Hi Carl,

I've taken a look at QMFv2 and hope I understand it well enough to
give useful feedback.

On the whole, I think your characterization of the options is correct.

However, I would suggest you should not think of WCF merely as a SOAPy
WSDL provider, but more as a layered architecture.  WCF could provide
a developer with direct access to low level QMF primitives that work
with QMF objects and AMQP data types, or to higher level (possibly
agent specific) RPC calls (e.g. "n = HPPrinter.getJobCount();"),
according to taste.

The former would work best with a custom QMF encoder/decoder whose job
is mainly to translate between WCF XML infosets and AMQP messages
(probably with the help of custom QMF object serializers).

The latter would probably require the same plus an added glue layer
to match requests and responses, plus tools to convert QMF schema to WSDL.

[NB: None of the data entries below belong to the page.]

use clap::Subcommand;
use zeitlog_core::storage::Config;

#[derive(Subcommand)]
pub enum ConfigAction {
    /// Get a config value
    Get {
        /// Config key ("database_path", "default_color", "recent_limit")
        key: String,
    },
    /// Set a config value
    Set {
        /// Config key
        key: String,
        /// New value
        value: String,
    },
    /// List all config values
    List,
    /// Reset config to defaults
    Reset,
}

pub fn run(action: ConfigAction) -> Result<(), Box<dyn std::error::Error>> {
    match action {
        ConfigAction::Get { key } => {
            let config = Config::load()?;
            match config.get(&key) {
                Some(value) => println!("{value}"),
                None => {
                    eprintln!("unknown key: {key}");
                    std::process::exit(1);
                }
            }
        }
        ConfigAction::Set { key, value } => {
            let mut config = Config::load()?;
            config.set(&key, &value)?;
            config.save()?;
            println!("ok");
        }
        ConfigAction::List => {
            let config = Config::load()?;
            println!("{}", serde_json::to_string_pretty(&config)?);
        }
        ConfigAction::Reset => {
            Config::default().save()?;
            println!("config reset to defaults");
        }
    }
    Ok(())
}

You could implement the low level first, and add more and more bits of
upper level icing over time.

When evaluating the relative cost/benefits you should note the
following in addition to the points you have already raised:

  - WCF is currently the top contender within the .NET community for
    client/server or peer to peer communication

  - AMQP type support, needed by QMFv2, is already planned within the
    WCF/C++ client for interoperability reasons (and AMQP 1.0
    management) and should not need re-porting

  - basic features of the WCF/C++ client are still in development and
    the capability to provide temporary queue or ad-hoc bindings
    isn't expected until some time later in 0.7

Cliff

-----Original Message-----
From: Carl Trieloff [mailto:cctriel...@redhat.com] 
Sent: Wednesday, March 03, 2010 1:49 PM
To: dev@qpid.apache.org
Subject: QMF and .NET


Options and thoughts on direction for QMF in C#. We have one
impl on the native C# client for QMF v1. Question is to port this
to the C++ C# wrapped impl or / and do ?

First of QMF can be used in two ways, one for modelling object
interactions, second doing management.

In the Windows world, the most natural binding for QMF would be
to have a powershell mapping.

For the object mapping it is less clear. Here we could port the work
done on the native C# WCF client which provides a service layer inside
WCF. Pros - it works, simple. Cons, duplicates QMF logic in C# and does
not map directly to the WCF WS stack.

We could wrapped QMFv2 API in C#. Pros, no code duplication. Cons, as
above ignores the WCF WS stack.

Finally we could write a mapping from WSDL to QMF. This would mean all the
WCF WS stuff would work with a QMF payload. Pros - fits into WCF service
architecture, Cons - we qould be able to map QMF to WSDL, but would not
be able to or it would be a large piece of work to map all of WSDL schema to
QMF. (Not sure it is worth the effort.)

Love to get thoughts, ideas and perspectives.
Carl.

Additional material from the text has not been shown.